After a few years of drought and bad harvests, Australian farmers are now busy working on their combine harvesters race up and down wheat fields in the town of Moree, New South Wales, Jonathan Barrett reported for Reuters.

Many of the areas worst hit by the three-year drought in the country’s east, including Moree, are now leading an agricultural recovery that is tipped to produce Australia’s third-biggest wheat crop in 30 years. “They only did a couple of hours really, the last couple of years, a little bit of grain that we found,” Ben Ledingham said of the combine harvesters. “It was quite painful seeing things parked in sheds and not getting used. At least it is all running now.”


The golden harvest also coincides with rising concerns over dry conditions in the Black Sea growing region - Ukraine, Russia, and Kazakhstan - which has put a rocket under international wheat prices in recent weeks, pushing prices to a six-year high of above $6.30 a bushel. The bumper wheat season is expected to produce 29 million tons across the continent, up 90% from last season, according to government forecasts.

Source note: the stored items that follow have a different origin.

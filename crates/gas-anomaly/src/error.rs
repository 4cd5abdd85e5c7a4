//! Error types for the scoring engine

use thiserror::Error;

/// Errors surfaced by the statistics engine and the transaction handler
#[derive(Debug, Error)]
pub enum EngineError {
    /// Negative input to the integer square root
    #[error("Invalid argument: {0}")]
    InvalidArgument(String),

    /// Observed values must be non-negative
    #[error("Observed value must be non-negative, got {0}")]
    NegativeValue(String),

    #[error("Smoothing factor must be in (0, 1] at 6 digit precision, got {0}")]
    InvalidAlpha(String),

    #[error("Thresholds must satisfy normal <= low <= mid, got {normal}/{low}/{mid}")]
    InvalidThresholds { normal: u64, low: u64, mid: u64 },

    /// A gas amount or price string could not be parsed
    #[error("Invalid quantity '{0}'")]
    InvalidQuantity(String),

    #[error("Receipt lookup failed for transaction {hash}: {source}")]
    ReceiptLookup {
        hash: String,
        #[source]
        source: anyhow::Error,
    },
}

pub type Result<T> = std::result::Result<T, EngineError>;
//! Integer square root over arbitrary precision integers

use malachite::Integer;

use crate::error::{EngineError, Result};

/// Floor of the square root of `n`
///
/// Newton-Raphson on integers starting from a guess of 1. Iteration stops once
/// an iterate stops decreasing, which also covers the case where integer Newton
/// oscillates between two adjacent values.
///
/// # Errors
/// * `EngineError::InvalidArgument` if `n` is negative
pub fn isqrt(n: &Integer) -> Result<Integer> {
    let zero = Integer::from(0);
    let one = Integer::from(1);
    let two = Integer::from(2);

    if *n < zero {
        return Err(EngineError::InvalidArgument(format!(
            "square root of negative number {} is not supported",
            n
        )));
    }
    if *n < two {
        return Ok(n.clone());
    }

    let mut x0 = one.clone();
    loop {
        let x1 = (n / &x0 + &x0) / &two;
        if x1 == x0 || x1 == &x0 + &one {
            break;
        }
        x0 = x1;
    }

    // The first step up from 1 can stop one short of the root (n = 4)
    let next = &x0 + &one;
    if &next * &next <= *n {
        x0 = next;
    }

    Ok(x0)
}
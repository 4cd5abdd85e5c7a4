//! Core data models for transaction evaluation

use malachite::base::num::conversion::traits::FromStringBase;
use malachite::Integer;
use serde::{Deserialize, Serialize};

use crate::error::{EngineError, Result};
use crate::stats::StatKey;

/// Transaction as delivered by the ingestion layer
#[derive(Debug, Clone, Serialize, Deserialize)]
#[serde(rename_all = "camelCase")]
pub struct TransactionEvent {
    /// Network (chain) identifier
    pub network: String,
    pub hash: String,
    pub from: String,
    /// Recipient, `None` for contract creation
    pub to: Option<String>,
    /// Raw call data, hex encoded
    pub data: String,
    /// Gas price as `0x` hex or decimal string
    pub gas_price: String,
}

impl TransactionEvent {
    /// Statistics key of this transaction, `None` without a recipient
    pub fn stat_key(&self) -> Option<StatKey> {
        let to = self.to.as_ref()?;
        Some(StatKey::new(
            self.network.clone(),
            to.clone(),
            function_selector(&self.data),
        ))
    }

    pub fn gas_price(&self) -> Result<Integer> {
        parse_quantity(&self.gas_price)
    }
}

/// Execution receipt of a transaction
#[derive(Debug, Clone, Serialize, Deserialize)]
#[serde(rename_all = "camelCase")]
pub struct Receipt {
    /// Gas consumed as `0x` hex or decimal string
    pub gas_used: String,
}

impl Receipt {
    pub fn gas_used(&self) -> Result<Integer> {
        parse_quantity(&self.gas_used)
    }
}

/// Function selector prefix of call data
///
/// Four bytes of hex: 10 characters with a `0x` prefix, 8 without. Shorter
/// call data is returned whole.
pub fn function_selector(data: &str) -> &str {
    let length = if data.starts_with("0x") { 10 } else { 8 };
    match data.char_indices().nth(length) {
        Some((end, _)) => &data[..end],
        None => data,
    }
}

/// Parse a non-negative quantity from `0x` hex or decimal
pub fn parse_quantity(raw: &str) -> Result<Integer> {
    let trimmed = raw.trim();
    let (digits, radix) = match trimmed
        .strip_prefix("0x")
        .or_else(|| trimmed.strip_prefix("0X"))
    {
        Some(hex) => (hex, 16),
        None => (trimmed, 10),
    };

    // from_string_base accepts a sign, quantities never carry one
    if digits.is_empty() || !digits.chars().all(|c| c.is_digit(radix)) {
        return Err(EngineError::InvalidQuantity(raw.to_string()));
    }

    Integer::from_string_base(radix as u8, digits)
        .ok_or_else(|| EngineError::InvalidQuantity(raw.to_string()))
}
//! Streaming statistics for keyed observations
//!
//! This module provides:
//! - Exact integer square root
//! - Fixed-point smoothing factor
//! - Per-key exponentially weighted mean/variance with distance scoring

mod alpha;
mod isqrt;
mod key;
mod store;

pub use alpha::{Alpha, ALPHA_SCALE};
pub use isqrt::isqrt;
pub use key::StatKey;
pub use store::{StatEntry, StatisticsStore, StoreConfig, WarmupGate, ZERO_VARIANCE_DISTANCE};
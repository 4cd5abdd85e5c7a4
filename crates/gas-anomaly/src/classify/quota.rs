//! Emission quota shared by every classification

use std::sync::atomic::{AtomicU64, Ordering};

/// Default number of alerts allowed over the quota's lifetime
pub const DEFAULT_QUOTA_CAPACITY: u64 = 5;

/// Bounded budget of alerts
///
/// Share it by reference (or `Arc`) between all classifiers that should draw
/// from the same budget. Consumption only goes back down through `reset`.
#[derive(Debug)]
pub struct Quota {
    capacity: u64,
    consumed: AtomicU64,
}

impl Quota {
    pub fn new(capacity: u64) -> Self {
        Self {
            capacity,
            consumed: AtomicU64::new(0),
        }
    }

    /// Take one unit of budget if any is left
    ///
    /// The check and the increment are a single atomic step, so concurrent
    /// callers can never push consumption past capacity.
    pub fn try_acquire(&self) -> bool {
        self.consumed
            .fetch_update(Ordering::AcqRel, Ordering::Acquire, |consumed| {
                (consumed < self.capacity).then_some(consumed + 1)
            })
            .is_ok()
    }

    pub fn capacity(&self) -> u64 {
        self.capacity
    }

    pub fn consumed(&self) -> u64 {
        self.consumed.load(Ordering::Acquire)
    }

    pub fn remaining(&self) -> u64 {
        self.capacity.saturating_sub(self.consumed())
    }

    pub fn is_exhausted(&self) -> bool {
        self.consumed() >= self.capacity
    }

    /// Restore the full budget
    pub fn reset(&self) {
        self.consumed.store(0, Ordering::Release);
    }
}

impl Default for Quota {
    fn default() -> Self {
        Self::new(DEFAULT_QUOTA_CAPACITY)
    }
}

#[cfg(test)]
mod tests {
    use super::*;

    #[test]
    fn test_acquire_until_exhausted() {
        let quota = Quota::new(3);
        assert!(quota.try_acquire());
        assert!(quota.try_acquire());
        assert_eq!(quota.remaining(), 1);
        assert!(quota.try_acquire());

        assert!(quota.is_exhausted());
        assert!(!quota.try_acquire());
        assert_eq!(quota.consumed(), 3);
    }

    #[test]
    fn test_zero_capacity_never_grants() {
        let quota = Quota::new(0);
        assert!(quota.is_exhausted());
        assert!(!quota.try_acquire());
    }

    #[test]
    fn test_reset_restores_budget() {
        let quota = Quota::default();
        while quota.try_acquire() {}
        assert_eq!(quota.consumed(), DEFAULT_QUOTA_CAPACITY);

        quota.reset();
        assert_eq!(quota.remaining(), DEFAULT_QUOTA_CAPACITY);
        assert!(quota.try_acquire());
    }

    #[test]
    fn test_concurrent_acquire_never_exceeds_capacity() {
        let quota = Quota::new(50);
        let granted = AtomicU64::new(0);

        std::thread::scope(|scope| {
            for _ in 0..16 {
                scope.spawn(|| {
                    for _ in 0..100 {
                        if quota.try_acquire() {
                            granted.fetch_add(1, Ordering::Relaxed);
                        }
                    }
                });
            }
        });

        assert_eq!(granted.load(Ordering::Relaxed), 50);
        assert_eq!(quota.consumed(), 50);
    }
}
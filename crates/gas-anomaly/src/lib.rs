//! Gas anomaly scoring engine
//!
//! This crate provides the core functionality for:
//! - Per-key exponentially weighted statistics in exact integer arithmetic
//! - Distance scoring and severity classification
//! - Quota-bounded alert emission
//! - Transaction evaluation against gas used and gas price history
//! - Metrics and structured logging

pub mod classify;
pub mod error;
pub mod finding;
pub mod handler;
pub mod models;
pub mod observability;
pub mod stats;

pub use classify::{Classifier, Quota, Severity, Thresholds};
pub use error::{EngineError, Result};
pub use finding::{Finding, FindingType, Quantity};
pub use handler::{InMemoryReceipts, ReceiptLookup, TransactionHandler};
pub use models::*;
pub use observability::{EngineMetrics, StructuredLogger};
pub use stats::{Alpha, StatEntry, StatKey, StatisticsStore, StoreConfig, WarmupGate};

/// Arbitrary precision integer used for all observed values and distances
pub use malachite::Integer;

That could hardly come at a better time for Australia. Like most economies, Australia has been pushed deep into fiscal deficit and its jobs market roiled by the coronavirus pandemic. Yet in the eastern wheatbelt, the agricultural sector is looking for workers. “The big issue is about finding skilled staff - if someone has a rough idea what they are doing, they are in demand. Out here, you wouldn’t know there’s a pandemic,” said Tracy Blackburn, who helps run a family agricultural operation in central New South Wales. Australian wheat exports are forecast to almost double with grain to go to markets like Indonesia, Vietnam, Japan, Philippines, Korea and China. Money generated from good crops has brought new life to Australia’s rural centers, many of which suffered severe water shortages until heavy rains broke the drought early this year.